Una dosis tras el parto
El nivel de consumo se dispara en los primeros 70, con Brian Jones ya muerto («Nunca llegarás a los 30, tío», le había dicho una vez Keith Richards, y él respondió: «Ya lo sé») y los Stones afincados en Francia. Para entonces, Keith y su chica, Anita Pallenberg, se habían enganchado definitivamente a la heroína y, como buenos yonquis, se habían vuelto obsesivos y desesperantes. El guitarrista de los Stones concebía planes absurdos para satisfacer sus caprichos, incluida su idea de hundir la goleta de Errol Flynn para después comprar los restos, y Anita se entregaba a pasatiempos más siniestros, como introducir a adolescentes en la heroína. A Tony Sánchez se le complicó mucho la tarea: lo vemos introduciendo droga en los juguetes del hijo de la pareja, para enviársela desde Londres hasta Francia. Cuando Anita da a luz por segunda vez, en una clínica suiza que le administra metadona durante la última fase del embarazo, el camello tiene que buscarse la vida para que no le falte el suministro: «Anita sale mañana del hospital y se va a poner hecha una furia si no puede meterse nada», le previene Keith Richards. Y, en fin, Tony organiza el cambio de sangre de la pareja, uno de los momentos esenciales en la mitología química de los Stones: el guitarrista siempre ha dicho que se trata de una pura fantasía, pero el libro especifica detalles como que el médico viajó desde Florida y cobró 2.500 libras.

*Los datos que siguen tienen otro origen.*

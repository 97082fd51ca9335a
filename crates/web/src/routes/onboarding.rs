//! Onboarding: request a new organization.
//!
//! A name collision comes back from the API as a 409. Instead of a terminal
//! error the form re-renders with a confirmation step; submitting again
//! with `force` set sends the request through for review anyway.

use askama::Template;
use askama_web::WebTemplate;
use axum::{
    Form,
    extract::State,
    response::{IntoResponse, Redirect, Response},
};
use serde::Deserialize;
use tower_sessions::Session;
use tracing::instrument;

use super::{PageShell, fetch_profile};
use crate::api::{ApiError, CreateOrgRequestBody};
use crate::error::AppError;
use crate::filters;
use crate::middleware::RequireAuth;
use crate::models::{Toast, push_toast};
use crate::state::AppState;

/// Onboarding page template.
#[derive(Template, WebTemplate)]
#[template(path = "onboarding/index.html")]
pub struct OnboardingTemplate {
    pub shell: PageShell,
    pub has_orgs: bool,
    /// Set after a 409: the submitted name plus the backend's message.
    pub duplicate: Option<DuplicatePrompt>,
}

/// Data for the duplicate-name confirmation step.
#[derive(Clone)]
pub struct DuplicatePrompt {
    pub org_name: String,
    pub message: String,
}

/// Display the onboarding form.
#[instrument(skip(state, session, user))]
pub async fn show(
    State(state): State<AppState>,
    session: Session,
    RequireAuth(user): RequireAuth,
) -> Response {
    let profile = match fetch_profile(&state, &user).await {
        Ok(profile) => profile,
        Err(response) => return response,
    };

    let shell = match PageShell::build(&session, &user, None).await {
        Ok(shell) => shell,
        Err(error) => return error.into_response(),
    };

    OnboardingTemplate {
        shell,
        has_orgs: !profile.active_memberships().is_empty(),
        duplicate: None,
    }
    .into_response()
}

/// Onboarding form data.
#[derive(Debug, Deserialize)]
pub struct OnboardingForm {
    pub org_name: String,
    /// Present only on the confirm-duplicate resubmit.
    pub force: Option<String>,
}

/// Submit an organization request.
#[instrument(skip(state, session, user, form))]
pub async fn submit(
    State(state): State<AppState>,
    session: Session,
    RequireAuth(user): RequireAuth,
    Form(form): Form<OnboardingForm>,
) -> Result<Response, AppError> {
    let profile = match fetch_profile(&state, &user).await {
        Ok(profile) => profile,
        Err(response) => return Ok(response),
    };

    let org_name = form.org_name.trim().to_string();
    if org_name.is_empty() {
        push_toast(&session, Toast::error("Enter an organization name.")).await?;
        return Ok(Redirect::to("/onboarding").into_response());
    }

    let body = CreateOrgRequestBody {
        org_name: org_name.clone(),
        force: form.force.is_some(),
    };

    match state.api().create_org_request(&user.api_token, &body).await {
        Ok(created) => {
            push_toast(
                &session,
                Toast::success(format!(
                    "Request for \"{}\" submitted. You'll get access once it's approved.",
                    created.org_name
                )),
            )
            .await?;
            let target = if profile.active_memberships().is_empty() {
                "/onboarding"
            } else {
                "/"
            };
            Ok(Redirect::to(target).into_response())
        }
        Err(ApiError::Conflict(message)) => {
            // Re-render with the confirmation step instead of bouncing.
            let shell = PageShell::build(&session, &user, None).await?;
            Ok(OnboardingTemplate {
                shell,
                has_orgs: !profile.active_memberships().is_empty(),
                duplicate: Some(DuplicatePrompt {
                    org_name,
                    message: if message.is_empty() {
                        "An organization with this name already exists.".to_string()
                    } else {
                        message
                    },
                }),
            }
            .into_response())
        }
        Err(error) => {
            push_toast(&session, Toast::error(error.toast_message())).await?;
            Ok(Redirect::to("/onboarding").into_response())
        }
    }
}
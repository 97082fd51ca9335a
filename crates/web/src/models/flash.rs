//! Flash toasts.
//!
//! One-shot notifications stored in the session and drained on the next
//! page render. Mutation handlers push a toast, redirect, and the target
//! page shows it.

use serde::{Deserialize, Serialize};
use tower_sessions::Session;

use super::session::keys;

/// Visual level of a toast.
#[derive(Debug, Clone, Copy, PartialEq, Eq, Serialize, Deserialize)]
#[serde(rename_all = "lowercase")]
pub enum ToastLevel {
    Success,
    Error,
    Info,
}

impl ToastLevel {
    /// CSS class suffix for the toast element.
    #[must_use]
    pub const fn css_class(self) -> &'static str {
        match self {
            Self::Success => "success",
            Self::Error => "error",
            Self::Info => "info",
        }
    }
}

/// A pending notification.
#[derive(Debug, Clone, Serialize, Deserialize)]
pub struct Toast {
    pub level: ToastLevel,
    pub message: String,
}

impl Toast {
    #[must_use]
    pub fn success(message: impl Into<String>) -> Self {
        Self {
            level: ToastLevel::Success,
            message: message.into(),
        }
    }

    #[must_use]
    pub fn error(message: impl Into<String>) -> Self {
        Self {
            level: ToastLevel::Error,
            message: message.into(),
        }
    }

    #[must_use]
    pub fn info(message: impl Into<String>) -> Self {
        Self {
            level: ToastLevel::Info,
            message: message.into(),
        }
    }
}

/// Append a toast to the session's pending list.
///
/// # Errors
///
/// Returns an error if the session store fails.
pub async fn push_toast(session: &Session, toast: Toast) -> Result<(), tower_sessions::session::Error> {
    let mut pending: Vec<Toast> = session.get(keys::FLASH).await?.unwrap_or_default();
    pending.push(toast);
    session.insert(keys::FLASH, pending).await
}

/// Remove and return all pending toasts.
///
/// # Errors
///
/// Returns an error if the session store fails.
pub async fn take_toasts(session: &Session) -> Result<Vec<Toast>, tower_sessions::session::Error> {
    Ok(session
        .remove::<Vec<Toast>>(keys::FLASH)
        .await?
        .unwrap_or_default())
}

#[cfg(test)]
mod tests {
    use super::*;

    #[test]
    fn test_toast_constructors() {
        let toast = Toast::success("Invite sent");
        assert_eq!(toast.level, ToastLevel::Success);
        assert_eq!(toast.message, "Invite sent");

        assert_eq!(Toast::error("nope").level, ToastLevel::Error);
        assert_eq!(Toast::info("fyi").level, ToastLevel::Info);
    }

    #[test]
    fn test_toast_level_css_class() {
        assert_eq!(ToastLevel::Success.css_class(), "success");
        assert_eq!(ToastLevel::Error.css_class(), "error");
        assert_eq!(ToastLevel::Info.css_class(), "info");
    }
}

Mick Jagger, mientras tanto, le da fundamentalmente a la cocaína. En vísperas de su boda con Bianca, se ofrece a enviar un jet de Saint-Tropez a Londres para que Tony le lleve tres gramos: «Puedes traerme el regalo esta misma noche. No voy a ser capaz de soportar todo esto sin coca», le dice. El libro también presenta a los padres del vocalista, perdidos entre los invitados al enlace: «Les resultó difícil hablar con su egocéntrico hijo. Se habían pasado toda la tarde deambulando por ahí, esperando la oportunidad de poder entregarle su regalo de bodas cuidadosamente envuelto. Se marcharon con el paquete en la mano».
Y, tantas décadas después de aquellas olimpiadas de excesos, ahí continúan Keith y Mick, tocando 'Satisfaction' y brincando alegremente por los escenarios del mundo. Quizá no son lo que eran, pero el caso es que son. En ocasiones, cuando se disipa la polvareda tóxica, el libro ofrece atisbos de la efervescente creatividad de una época: el 26 de julio de 1968, día en el que Mick Jagger cumple 25 años, se inaugura el club 'Vesuvio', que los Stones han puesto en marcha hartos de que les cobrasen de más en los bares. El homenajeado llega en avión en el último momento con un avance de 'Beggars Banquet', una de las obras maestras de la banda. Y uno de los invitados, Paul McCartney, pasa al DJ un acetato con 'Hey Jude' y 'Revolution', dos canciones que acaban de grabar los Beatles. El sexo y la droga pueden ser divertidos de recordar, pero lo que nos queda es el rock and roll.